In the Netherlands, violence against politicians is on the rise

Violence, verbal or physical, is a discovery for a country that experienced the death of populist Pim Fortuyn in 2002 as a trauma but believed that this assassination, committed by an environmental activist, would remain a isolated fact.

A new phenomenon grips the well-oiled functioning of the Dutch machinery and it surprises by its magnitude: violence against politicians is gaining in intensity and surprises the actors of a society adept at consensus and experienced in compromise, even the most twisted.

In 2018, the last year for which reliable data is available, 620 complaints were lodged with the prosecutor’s office in The Hague, the political capital of the kingdom. The section “Politicians under threat”, which was specially constituted there, investigated 362 acts deemed punishable. Violence, verbal or physical, is however a discovery for a country that experienced the death of populist Pim Fortuyn in 2002 as a trauma but believed that this assassination, committed by an environmental activist, would remain an isolated fact.

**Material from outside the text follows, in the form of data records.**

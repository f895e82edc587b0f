//! Context slots: the (identifier, attribute) cells a decision is made for.
//!
//! A slot holds at most one installed [`Fact`] and the preferences competing
//! for it. Any preference change raises the slot's `changed` marker, which is
//! what makes the consistency checker look at the slot again.

use serde::{Deserialize, Serialize};

use crate::preference::{Preference, PreferenceId};
use crate::symbol::SymbolId;

/// Attribute of a context slot.
///
/// Only the operator slot takes part in consistency checking; `State` exists
/// so that impasses can tell a state no-change from an operator no-change.
#[derive(Debug, Clone, Copy, PartialEq, Eq, Hash, Serialize, Deserialize)]
#[serde(rename_all = "snake_case")]
pub enum ContextAttribute {
    State,
    Operator,
}

impl std::fmt::Display for ContextAttribute {
    fn fmt(&self, f: &mut std::fmt::Formatter<'_>) -> std::fmt::Result {
        match self {
            Self::State => f.write_str("state"),
            Self::Operator => f.write_str("operator"),
        }
    }
}

/// An installed decision: `(id ^attribute value)` with its timetag.
#[derive(Debug, Clone, Copy, PartialEq, Eq, Serialize, Deserialize)]
pub struct Fact {
    pub value: SymbolId,
    pub timetag: u64,
}

/// A context slot and the preferences for it.
#[derive(Debug, Clone)]
pub struct Slot {
    id: SymbolId,
    attribute: ContextAttribute,
    fact: Option<Fact>,
    preferences: Vec<(PreferenceId, Preference)>,
    changed: bool,
}

impl Slot {
    pub fn new(id: SymbolId, attribute: ContextAttribute) -> Self {
        Self {
            id,
            attribute,
            fact: None,
            preferences: Vec::new(),
            changed: false,
        }
    }

    pub fn id(&self) -> SymbolId {
        self.id
    }

    pub fn attribute(&self) -> ContextAttribute {
        self.attribute
    }

    /// The installed fact, if a decision has been made for this slot.
    pub fn installed(&self) -> Option<&Fact> {
        self.fact.as_ref()
    }

    pub fn installed_value(&self) -> Option<SymbolId> {
        self.fact.map(|f| f.value)
    }

    /// Preferences in insertion order.
    pub fn preferences(&self) -> impl Iterator<Item = &Preference> {
        self.preferences.iter().map(|(_, p)| p)
    }

    pub fn preference_entries(&self) -> &[(PreferenceId, Preference)] {
        &self.preferences
    }

    pub fn preference(&self, id: PreferenceId) -> Option<&Preference> {
        self.preferences
            .iter()
            .find(|(pid, _)| *pid == id)
            .map(|(_, p)| p)
    }

    pub fn preference_count(&self) -> usize {
        self.preferences.len()
    }

    pub fn is_changed(&self) -> bool {
        self.changed
    }

    pub fn mark_changed(&mut self) {
        self.changed = true;
    }

    pub fn clear_changed(&mut self) {
        self.changed = false;
    }

    /// Add a preference and mark the slot changed.
    pub fn add_preference(&mut self, id: PreferenceId, preference: Preference) {
        self.preferences.push((id, preference));
        self.changed = true;
    }

    /// Remove a preference by handle, marking the slot changed if it existed.
    pub fn remove_preference(&mut self, id: PreferenceId) -> Option<Preference> {
        let pos = self.preferences.iter().position(|(pid, _)| *pid == id)?;
        self.changed = true;
        Some(self.preferences.remove(pos).1)
    }

    /// Drop every preference (goal teardown).
    pub fn clear_preferences(&mut self) {
        if !self.preferences.is_empty() {
            self.preferences.clear();
            self.changed = true;
        }
    }

    /// Install a decision, returning the fact it replaced.
    pub(crate) fn install(&mut self, fact: Fact) -> Option<Fact> {
        self.fact.replace(fact)
    }

    /// Take the installed decision out of the slot.
    pub(crate) fn take_fact(&mut self) -> Option<Fact> {
        self.fact.take()
    }
}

Country traumatized by the death of Pim Fortuyn

Subsequently the numerous threats against one of the heirs of the tribune, Geert Wilders, were attributed to the violent speech made by the latter towards the Muslims, then of all those who criticized his extremist remarks. The leader of the Freedom Party has lived for sixteen years in a “safe house”, his offices in parliament are under high protection and he never goes – even to the toilet – without being surrounded by half a dozen bodyguards . Each month, the MP files hundreds of complaints, the vast majority of which are dismissed because the perpetrators of the threats often live abroad. In August 2019, however, a Pakistani man was arrested at The Hague station and sentenced to ten years in prison. He had announced, on Facebook, a plan to attack the elected official.

Much more moderate politicians are now the target of the discontented. Nearly half of which are people suffering from disturbances or frustration with the functioning of society, according to a survey by the national counterterrorism coordinator. Today, the radicalization of all malcontents is accelerating, explained to the daily NRC Handelsblad , Hans Boutellier, who studies the phenomena of polarization at the Free University of Amsterdam. In a society which favors pragmatism above all – a “pragmacracy” says this specialist – to the detriment of ideas and emotion, it becomes more and more difficult to express a criticism or a dissenting point. And this leads to the rise of speeches, and acts, violent.